Dans un entretien à Mediapart, la rapporteure de l’ONU pour les Territoires palestiniens occupés revient sur son rapport accusant Israël d’actes de génocide ainsi que sur les nombreuses critiques qui lui sont adressées par certains États, dont la France. 

Rapporteure spéciale des Nations unies pour les territoires palestiniens occupés, Francesca Albanese a présenté mardi 26 mars à Genève (Suisse), devant le Conseil des droits de l’homme, l’organe des Nations unies qui la mandate, un rapport accusant Israël de commettre à Gaza trois actes de génocide envers le « groupe » que forment les Palestinien·nes : « meurtre de membres du groupe »« atteintes graves à l’intégrité physique et mentale de membres du groupe », « soumission intentionnelle du groupe à des conditions d’existence devant entraîner sa destruction physique totale ou partielle ».
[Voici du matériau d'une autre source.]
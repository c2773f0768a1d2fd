//! The reverse-proxy routing table.
//!
//! Built as an ordered rule list and rendered to an nginx server block at the
//! end. Rule evaluation is first-match-wins, so the builder keeps every
//! worker rule ahead of the catch-all structurally; callers never have to
//! reason about string layout.

use crate::plan::WorkerInstance;

/// Port the reverse proxy itself listens on.
pub const PROXY_LISTEN_PORT: u16 = 8080;

/// Fixed listener port of the main process, target of the catch-all rule.
pub const MAIN_PROCESS_PORT: u16 = 8008;

/// Upload size limit; matches the homeserver's max_upload_size rather than
/// nginx's 1M default.
pub const MAX_BODY_SIZE: &str = "100M";

/// Reserved path prefixes routed to the main process when no worker rule
/// matches.
pub const CATCH_ALL_PATTERN: &str = r"^(\/_matrix|\/_synapse)";

/// One routing rule: requests matching `pattern` go to `localhost:port`.
#[derive(Debug, Clone, PartialEq, Eq)]
pub struct Rule {
    pub pattern: String,
    pub port: u16,
}

/// The full routing table: worker rules in request order, then the catch-all.
#[derive(Debug)]
pub struct RoutingTable {
    worker_rules: Vec<Rule>,
}

impl RoutingTable {
    /// Build the table from the selected workers, in request order.
    pub fn build(instances: &[WorkerInstance<'_>]) -> Self {
        let worker_rules = instances
            .iter()
            .flat_map(|inst| {
                inst.def.endpoint_patterns.iter().map(|pattern| Rule {
                    pattern: pattern.clone(),
                    port: inst.port,
                })
            })
            .collect();
        Self { worker_rules }
    }

    /// Worker-specific rules, excluding the catch-all.
    pub fn worker_rules(&self) -> &[Rule] {
        &self.worker_rules
    }

    /// The terminal rule sending unclaimed traffic to the main process.
    pub fn catch_all(&self) -> Rule {
        Rule {
            pattern: CATCH_ALL_PATTERN.to_string(),
            port: MAIN_PROCESS_PORT,
        }
    }

    /// Every rule in evaluation order; the catch-all is always last.
    pub fn rules(&self) -> impl Iterator<Item = Rule> + '_ {
        self.worker_rules
            .iter()
            .cloned()
            .chain(std::iter::once(self.catch_all()))
    }

    /// Render the table as an nginx server block.
    pub fn render(&self) -> String {
        let mut out = String::new();
        out.push_str(&format!(
            "\nserver {{\n    listen {port};\n    listen [::]:{port};\n\n    server_name localhost;\n\n    client_max_body_size {body};\n",
            port = PROXY_LISTEN_PORT,
            body = MAX_BODY_SIZE,
        ));

        for rule in self.rules() {
            out.push_str(&format!(
                "\n    location ~* {} {{\n        proxy_pass http://localhost:{};\n        proxy_set_header X-Forwarded-For $remote_addr;\n    }}\n",
                rule.pattern, rule.port
            ));
        }

        out.push_str("}\n");
        out
    }
}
Dans un entretien à Mediapart, l’avocate italienne revient sur ses conclusions, rejetées par la représentation israélienne auprès des Nations unies, qui dénonce « une campagne visant à saper l’établissement même de l’État juif ». Elle répond également aux multiples critiques qui lui sont faites par certains États, dont la France.

Mediapart : Quels sont les éléments factuels qui vous permettent de conclure dans votre rapport que « le seuil indiquant qu’Israël a commis un génocide est atteint » à Gaza ?

Francesca Albanese : Pour qu’il y ait génocide, il faut démontrer que les auteurs des actes en question ont eu l’intention de détruire physiquement un groupe national, ethnique, racial ou religieux. Mon rapport démontre qu’il existe des motifs raisonnables de croire qu’Israël a commis un génocide.

L’intention peut être directe, par des déclarations, des documents officiels de personnes détenant l’autorité de commandement, ou elle peut être déduite par la nature, l’ampleur des crimes, la façon de les conduire… Plus de 31 000 personnes, dont 70 % de femmes et d’enfants, ont été tuées. Ce qui ne veut pas dire que les 30 % d’hommes tués seraient tous des cibles légitimes.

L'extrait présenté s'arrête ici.